DVD. Poulenc : Dialogues des Carm̩lites (Rhorer, Py, 2013) Р1 dvd Erato

poulenc dialogues des carmelites dvd erato py rhorer piau petibon gensDVD. Poulenc : Dialogues des Carmélites (Rhorer, Py, 2013). Le transfert de cette production admirable vocalement et scéniquement est comme sublimé encore par le choix des plans serrés sur les visages, insistant sur le travail d’acteurs de chaque chanteuse : un approfondissement rare qui se révèle d’une crédibilité cinématographique rendant cette réalisation proche d’un long métrage : la progression de plus en plus tragique jusqu’aux exécutions finales n’en est que plus haletante. Il est vrai que le plateau vocal réunit la crème des chanteuses francophones actuelles : Piau (qui n’a certes pas l’âge de Constance mais n’en exprime pas moins sa juvénilité fragile et désespérée), Petibon (d’une criante vérité dans le rôle protagoniste de Blanche de la Force, l’aristocrate convertie marchant vers son martyre), enfin Gens (digne et bouleversante Lidoine). Hors sujet, Lehtipuu – outré, caricatural- et la Prieur de Plowright, vocalement hors style et dépassé.
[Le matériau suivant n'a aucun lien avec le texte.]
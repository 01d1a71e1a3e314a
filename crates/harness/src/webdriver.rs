//! WebDriver-backed browser
//!
//! Implements the [`Browser`] boundary over a chromedriver (or any
//! WebDriver) endpoint via `thirtyfour`. Targets render to CSS where the
//! dashboard gives us attributes and to XPath where only text containment
//! works; the session snapshot is the cookie jar; the login request watch
//! is a fetch/XHR recorder injected into the page, since the protocol has
//! no native network interception.

use std::path::{Path, PathBuf};

use async_trait::async_trait;
use thirtyfour::prelude::*;
use thirtyfour::{Cookie, Key};
use tokio::time::{sleep, Instant};
use tracing::debug;

use crate::browser::{Browser, KeyStroke, Scope, SessionState};
use crate::error::{Error, Result};
use crate::poll::PollBudget;
use crate::target::Target;

/// Recorder installed once per page; completed fetch/XHR exchanges are
/// appended to `window.__e2eRequests` as "METHOD /path".
const REQUEST_RECORDER: &str = r#"
if (!window.__e2eRequests) {
  window.__e2eRequests = [];
  const record = (method, url) => {
    try {
      const u = new URL(url, window.location.origin);
      window.__e2eRequests.push(method.toUpperCase() + ' ' + u.pathname);
    } catch (e) { /* opaque URL, ignore */ }
  };
  const origFetch = window.fetch;
  window.fetch = function(input, init) {
    const url = (typeof input === 'string') ? input : input.url;
    const method = (init && init.method) || (input && input.method) || 'GET';
    return origFetch.apply(this, arguments).then((resp) => {
      record(method, url);
      return resp;
    });
  };
  const origOpen = XMLHttpRequest.prototype.open;
  XMLHttpRequest.prototype.open = function(method, url) {
    this.addEventListener('loadend', () => record(method, url));
    return origOpen.apply(this, arguments);
  };
}
"#;

const READ_RECORDED: &str = "return window.__e2eRequests || [];";

/// Configuration for connecting the browser
#[derive(Debug, Clone)]
pub struct WebDriverConfig {
    /// WebDriver endpoint, e.g. "http://127.0.0.1:9515"
    pub webdriver_url: String,
    /// Dashboard base URL all relative paths resolve against
    pub base_url: String,
    /// Where Chrome drops downloads
    pub download_dir: PathBuf,
    /// Where workaround screenshots land
    pub screenshot_dir: PathBuf,
    /// Budget for an element to appear before an action fails
    pub element_budget: PollBudget,
    pub headless: bool,
}

impl Default for WebDriverConfig {
    fn default() -> Self {
        Self {
            webdriver_url: "http://127.0.0.1:9515".to_string(),
            base_url: "https://localhost".to_string(),
            download_dir: PathBuf::from("downloads"),
            screenshot_dir: PathBuf::from("screenshots"),
            element_budget: PollBudget::element(),
            headless: true,
        }
    }
}

/// `Browser` implementation over a WebDriver session
pub struct WebBrowser {
    driver: WebDriver,
    base_url: String,
    screenshot_dir: PathBuf,
    element_budget: PollBudget,
    watched: parking_lot::Mutex<Vec<String>>,
}

impl WebBrowser {
    pub async fn connect(config: WebDriverConfig) -> Result<Self> {
        std::fs::create_dir_all(&config.download_dir)?;
        let download_dir = std::fs::canonicalize(&config.download_dir)?;

        let mut caps = DesiredCapabilities::chrome();
        if config.headless {
            caps.set_headless()?;
        }
        // The dashboard usually runs on a self-signed certificate.
        caps.set_ignore_certificate_errors()?;
        caps.add_experimental_option(
            "prefs",
            serde_json::json!({
                "download.default_directory": download_dir.to_string_lossy(),
                "download.prompt_for_download": false,
            }),
        )?;

        let driver = WebDriver::new(&config.webdriver_url, caps).await?;
        Ok(Self {
            driver,
            base_url: config.base_url.trim_end_matches('/').to_string(),
            screenshot_dir: config.screenshot_dir,
            element_budget: config.element_budget,
            watched: parking_lot::Mutex::new(Vec::new()),
        })
    }

    /// End the WebDriver session.
    pub async fn quit(self) -> Result<()> {
        self.driver.quit().await?;
        Ok(())
    }

    fn absolute(&self, path: &str) -> String {
        if path.starts_with("http://") || path.starts_with("https://") {
            path.to_string()
        } else {
            format!("{}{}", self.base_url, path)
        }
    }

    async fn find_candidates(&self, target: &Target) -> Result<Vec<WebElement>> {
        match target {
            Target::TextIn { css, text } => {
                let mut matching = Vec::new();
                for elem in self.driver.find_all(By::Css(css.as_str())).await? {
                    if elem.text().await.unwrap_or_default().contains(text.as_str()) {
                        matching.push(elem);
                    }
                }
                Ok(matching)
            }
            other => {
                let by = locator(other);
                Ok(self.driver.find_all(by).await?)
            }
        }
    }

    /// Resolve a target to one element, polling within the element budget.
    /// Containment targets take the first match; attribute/position targets
    /// must match exactly one — ambiguity is a broken layout assumption and
    /// fails immediately.
    async fn resolve_one(&self, target: &Target) -> Result<WebElement> {
        let strict = matches!(
            target,
            Target::Css(_)
                | Target::TestId(_)
                | Target::LabeledInput(_)
                | Target::KvKey { .. }
                | Target::KvValue { .. }
        );
        let start = Instant::now();
        loop {
            let mut candidates = self.find_candidates(target).await?;
            match candidates.len() {
                0 => {}
                1 => return Ok(candidates.remove(0)),
                n if strict => {
                    return Err(Error::Ambiguous {
                        target: target.to_string(),
                        matches: n,
                    })
                }
                _ => return Ok(candidates.remove(0)),
            }
            if start.elapsed() >= self.element_budget.timeout {
                return Err(Error::NotFound {
                    target: target.to_string(),
                });
            }
            sleep(self.element_budget.interval).await;
        }
    }

    async fn scope_text(&self, scope: &Scope) -> Result<String> {
        match scope {
            Scope::Page => self.page_text().await,
            Scope::In(target) => {
                let mut combined = String::new();
                for elem in self.find_candidates(target).await? {
                    combined.push_str(&elem.text().await.unwrap_or_default());
                    combined.push('\n');
                }
                Ok(combined)
            }
        }
    }
}

/// Render a target to a WebDriver locator. `TextIn` is resolved
/// client-side and never reaches this function.
fn locator(target: &Target) -> By {
    match target {
        Target::Css(sel) => By::Css(sel.as_str()),
        Target::TestId(_) | Target::KvKey { .. } | Target::KvValue { .. } => {
            By::Css(css_for(target).unwrap_or_default())
        }
        Target::LabeledInput(_) | Target::Button(_) | Target::NavItem(_) | Target::Text(_) => {
            By::XPath(xpath_for(target).unwrap_or_default())
        }
        Target::TextIn { css, .. } => By::Css(css.as_str()),
    }
}

/// CSS rendering for attribute- and position-addressed targets.
fn css_for(target: &Target) -> Option<String> {
    match target {
        Target::Css(sel) => Some(sel.clone()),
        Target::TestId(id) => Some(format!(r#"[data-testid="{id}"]"#)),
        Target::KvKey { block, row } => Some(if *row == 0 {
            format!(r#"[data-testid="{block}"] > .kv-container > .kv-item.key"#)
        } else {
            format!(
                r#"[data-testid="{block}"] > .kv-container > :nth-child({}) > input"#,
                Target::kv_child_index(*row)
            )
        }),
        Target::KvValue { block, row } => Some(if *row == 0 {
            format!(r#"[data-testid="{block}"] > .kv-container > .kv-item.value"#)
        } else {
            format!(
                r#"[data-testid="{block}"] > .kv-container > :nth-child({}) > .no-resize"#,
                Target::kv_child_index(*row) + 1
            )
        }),
        _ => None,
    }
}

/// XPath rendering for text-addressed targets.
fn xpath_for(target: &Target) -> Option<String> {
    match target {
        Target::LabeledInput(label) => Some(format!(
            ".//*[contains(@class,'labeled-input')][contains(normalize-space(.),'{label}')]//input"
        )),
        Target::Button(label) => Some(format!(
            ".//*[contains(@class,'btn')][contains(normalize-space(.),'{label}')]"
        )),
        Target::NavItem(label) => Some(format!(
            ".//nav//*[contains(normalize-space(text()),'{label}')]"
        )),
        Target::Text(text) => Some(format!(".//*[contains(normalize-space(text()),'{text}')]")),
        _ => None,
    }
}

fn key_sequence(key: KeyStroke) -> String {
    let k = match key {
        KeyStroke::Tab => Key::Tab,
        KeyStroke::Enter => Key::Enter,
        KeyStroke::End => Key::End,
        KeyStroke::Escape => Key::Escape,
    };
    (k + "").to_string()
}

#[async_trait]
impl Browser for WebBrowser {
    async fn goto(&self, path: &str) -> Result<()> {
        self.driver.goto(self.absolute(path)).await?;
        Ok(())
    }

    async fn reload(&self) -> Result<()> {
        self.driver.refresh().await?;
        Ok(())
    }

    async fn current_path(&self) -> Result<String> {
        Ok(self.driver.current_url().await?.path().to_string())
    }

    async fn click(&self, target: &Target) -> Result<()> {
        let elem = self.resolve_one(target).await?;
        elem.scroll_into_view().await?;
        elem.click().await?;
        Ok(())
    }

    async fn type_text(&self, target: &Target, text: &str) -> Result<()> {
        let elem = self.resolve_one(target).await?;
        elem.send_keys(text).await?;
        Ok(())
    }

    async fn clear(&self, target: &Target) -> Result<()> {
        let elem = self.resolve_one(target).await?;
        elem.focus().await?;
        elem.clear().await?;
        Ok(())
    }

    async fn press(&self, key: KeyStroke) -> Result<()> {
        let active = self.driver.active_element().await?;
        active.send_keys(key_sequence(key)).await?;
        Ok(())
    }

    async fn type_active(&self, text: &str) -> Result<()> {
        let active = self.driver.active_element().await?;
        active.send_keys(text).await?;
        Ok(())
    }

    async fn attach_file(&self, target: &Target, path: &Path) -> Result<()> {
        let elem = self.resolve_one(target).await?;
        let absolute = std::fs::canonicalize(path)?;
        elem.send_keys(absolute.to_string_lossy().as_ref()).await?;
        Ok(())
    }

    async fn text_of(&self, target: &Target) -> Result<String> {
        let elem = self.resolve_one(target).await?;
        Ok(elem.text().await?)
    }

    async fn count(&self, target: &Target) -> Result<usize> {
        Ok(self.find_candidates(target).await?.len())
    }

    async fn page_text(&self) -> Result<String> {
        let body = self.driver.find(By::Tag("body")).await?;
        Ok(body.text().await?)
    }

    async fn is_disabled(&self, target: &Target) -> Result<bool> {
        let elem = self.resolve_one(target).await?;
        Ok(elem.attr("disabled").await?.is_some())
    }

    async fn wait_for_text(&self, scope: &Scope, text: &str, budget: PollBudget) -> Result<()> {
        let start = Instant::now();
        loop {
            if self.scope_text(scope).await?.contains(text) {
                return Ok(());
            }
            if start.elapsed() >= budget.timeout {
                return Err(Error::timeout(
                    format!("text {text:?} in {}", scope.describe()),
                    start.elapsed(),
                ));
            }
            sleep(budget.interval).await;
        }
    }

    async fn wait_gone(&self, scope: &Scope, text: &str, budget: PollBudget) -> Result<()> {
        let start = Instant::now();
        loop {
            if !self.scope_text(scope).await?.contains(text) {
                return Ok(());
            }
            if start.elapsed() >= budget.timeout {
                return Err(Error::timeout(
                    format!("text {text:?} to leave {}", scope.describe()),
                    start.elapsed(),
                ));
            }
            sleep(budget.interval).await;
        }
    }

    async fn watch_request(&self, method: &str, path_prefix: &str) -> Result<()> {
        debug!(method, path_prefix, "installing request recorder");
        self.driver.execute(REQUEST_RECORDER, Vec::new()).await?;
        self.watched
            .lock()
            .push(format!("{} {}", method.to_uppercase(), path_prefix));
        Ok(())
    }

    async fn wait_for_request(&self, path_prefix: &str, budget: PollBudget) -> Result<()> {
        let needle = {
            let watched = self.watched.lock();
            watched
                .iter()
                .rev()
                .find(|w| w.ends_with(path_prefix))
                .cloned()
        }
        .ok_or_else(|| Error::StepFailed {
            step: format!("wait-request:{path_prefix}"),
            reason: "no watch registered for this endpoint".into(),
        })?;

        let start = Instant::now();
        loop {
            let ret = self.driver.execute(READ_RECORDED, Vec::new()).await?;
            let recorded = ret.json().clone();
            let seen = recorded
                .as_array()
                .map(|entries| {
                    entries
                        .iter()
                        .filter_map(|v| v.as_str())
                        .any(|entry| entry.starts_with(&needle))
                })
                .unwrap_or(false);
            if seen {
                return Ok(());
            }
            if start.elapsed() >= budget.timeout {
                return Err(Error::timeout(
                    format!("request {needle}"),
                    start.elapsed(),
                ));
            }
            sleep(budget.interval).await;
        }
    }

    async fn snapshot_session(&self) -> Result<SessionState> {
        let cookies = self.driver.get_all_cookies().await?;
        let mut values = Vec::with_capacity(cookies.len());
        for cookie in cookies {
            values.push(serde_json::to_value(&cookie)?);
        }
        Ok(SessionState::new(values))
    }

    async fn restore_session(&self, state: &SessionState) -> Result<()> {
        // Cookies only attach to a loaded origin.
        self.driver.goto(self.absolute("/")).await?;
        self.driver.delete_all_cookies().await?;
        for value in state.cookies() {
            let cookie: Cookie = serde_json::from_value(value.clone())?;
            self.driver.add_cookie(cookie).await?;
        }
        self.driver.refresh().await?;
        Ok(())
    }

    async fn screenshot(&self, name: &str) -> Result<PathBuf> {
        std::fs::create_dir_all(&self.screenshot_dir)?;
        let path = self.screenshot_dir.join(format!("{name}.png"));
        self.driver.screenshot(&path).await?;
        Ok(path)
    }
}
Dommage, car l’unité et la cohérence de l’ensemble s’en trouvent déséquilibrées.  Au service d’un drame scéniquement millimétré, le chef Rhorer qui a déposé sa baguette historiquement informée pour conduire l’opulent Philharmonia Orchestra, trouve la fluidité et le mordant nécessaires, une vision elle aussi qui dans la fosse affirme une excellente intelligence expressive.  Sans les erreurs du casting, ce dvd méritait évidemment un CLIC de classiquenews. Le duo Piau / Petibon fonctionne à merveille : touchant et bouleversant même par leur fragilité et leur humanité.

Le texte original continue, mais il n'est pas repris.